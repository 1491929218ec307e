use async_trait::async_trait;
use reqwest::Method;
use crate::network::client::{ClienteHttp, Servicio};
use crate::network::domain::{PelotaRequest, PelotaResponse};
use crate::system::error::Resultado;


/// Contrato del microservicio de catálogo (`/api/pelotas`).
#[async_trait]
pub trait CatalogoApi: Send + Sync {
    async fn listar(&self) -> Resultado<Vec<PelotaResponse>>;

    async fn obtener(&self, id: i64) -> Resultado<PelotaResponse>;

    async fn crear(&self, pelota: &PelotaRequest) -> Resultado<PelotaResponse>;

    async fn actualizar(&self, id: i64, pelota: &PelotaRequest) -> Resultado<PelotaResponse>;

    async fn eliminar(&self, id: i64) -> Resultado<()>;
}


pub struct HttpCatalogoApi {
    http: ClienteHttp,
}

impl HttpCatalogoApi {
    pub fn new(http: ClienteHttp) -> Self {
        Self { http }
    }
}


#[async_trait]
impl CatalogoApi for HttpCatalogoApi {
    async fn listar(&self) -> Resultado<Vec<PelotaResponse>> {
        self.http.json(Servicio::Catalogo, Method::GET, "/api/pelotas", None).await
    }

    async fn obtener(&self, id: i64) -> Resultado<PelotaResponse> {
        let ruta = format!("/api/pelotas/{id}");
        self.http.json(Servicio::Catalogo, Method::GET, &ruta, None).await
    }

    async fn crear(&self, pelota: &PelotaRequest) -> Resultado<PelotaResponse> {
        let cuerpo = serde_json::to_value(pelota)?;
        self.http.json(Servicio::Catalogo, Method::POST, "/api/pelotas", Some(cuerpo)).await
    }

    async fn actualizar(&self, id: i64, pelota: &PelotaRequest) -> Resultado<PelotaResponse> {
        let ruta = format!("/api/pelotas/{id}");
        let cuerpo = serde_json::to_value(pelota)?;
        self.http.json(Servicio::Catalogo, Method::PUT, &ruta, Some(cuerpo)).await
    }

    async fn eliminar(&self, id: i64) -> Resultado<()> {
        let ruta = format!("/api/pelotas/{id}");
        self.http.sin_respuesta(Servicio::Catalogo, Method::DELETE, &ruta).await
    }
}
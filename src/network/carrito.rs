use async_trait::async_trait;
use reqwest::Method;
use crate::network::client::{ClienteHttp, Servicio};
use crate::network::domain::{verificar_envoltura, CarritoResponse, ItemCarritoRequest};
use crate::system::error::{ErrorTienda, Resultado};


/// Contrato del microservicio de carrito (`/api/carrito/{usuarioId}`).
#[async_trait]
pub trait CarritoApi: Send + Sync {
    async fn obtener(&self, usuario_id: i64) -> Resultado<CarritoResponse>;

    async fn agregar(&self, usuario_id: i64, item: &ItemCarritoRequest) -> Resultado<CarritoResponse>;

    async fn eliminar(&self, usuario_id: i64, producto_id: i64) -> Resultado<CarritoResponse>;

    /// Cierra la compra. Falla si el servidor responde `success: false`.
    async fn checkout(&self, usuario_id: i64) -> Resultado<()>;
}


pub struct HttpCarritoApi {
    http: ClienteHttp,
}

impl HttpCarritoApi {
    pub fn new(http: ClienteHttp) -> Self {
        Self { http }
    }
}


#[async_trait]
impl CarritoApi for HttpCarritoApi {
    async fn obtener(&self, usuario_id: i64) -> Resultado<CarritoResponse> {
        let ruta = format!("/api/carrito/{usuario_id}");
        self.http.json(Servicio::Carrito, Method::GET, &ruta, None).await
    }

    async fn agregar(&self, usuario_id: i64, item: &ItemCarritoRequest) -> Resultado<CarritoResponse> {
        let ruta = format!("/api/carrito/{usuario_id}/items");
        let cuerpo = serde_json::to_value(item)?;
        self.http.json(Servicio::Carrito, Method::POST, &ruta, Some(cuerpo)).await
    }

    async fn eliminar(&self, usuario_id: i64, producto_id: i64) -> Resultado<CarritoResponse> {
        let ruta = format!("/api/carrito/{usuario_id}/items/{producto_id}");
        self.http.json(Servicio::Carrito, Method::DELETE, &ruta, None).await
    }

    async fn checkout(&self, usuario_id: i64) -> Resultado<()> {
        let ruta = format!("/api/carrito/{usuario_id}/checkout");
        match self.http.ejecutar(Servicio::Carrito, Method::POST, &ruta, None).await? {
            Some(valor) => verificar_envoltura(&valor),
            // El checkout siempre responde con envoltura; un cuerpo vacío no confirma nada.
            None => Err(ErrorTienda::CuerpoVacio),
        }
    }
}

==================================================

• Try it: In the listing above, find each line containing "Send" and copy it.

• Problem solution:
pub trait CatalogoApi: Send + Sync {
pub trait CarritoApi: Send + Sync {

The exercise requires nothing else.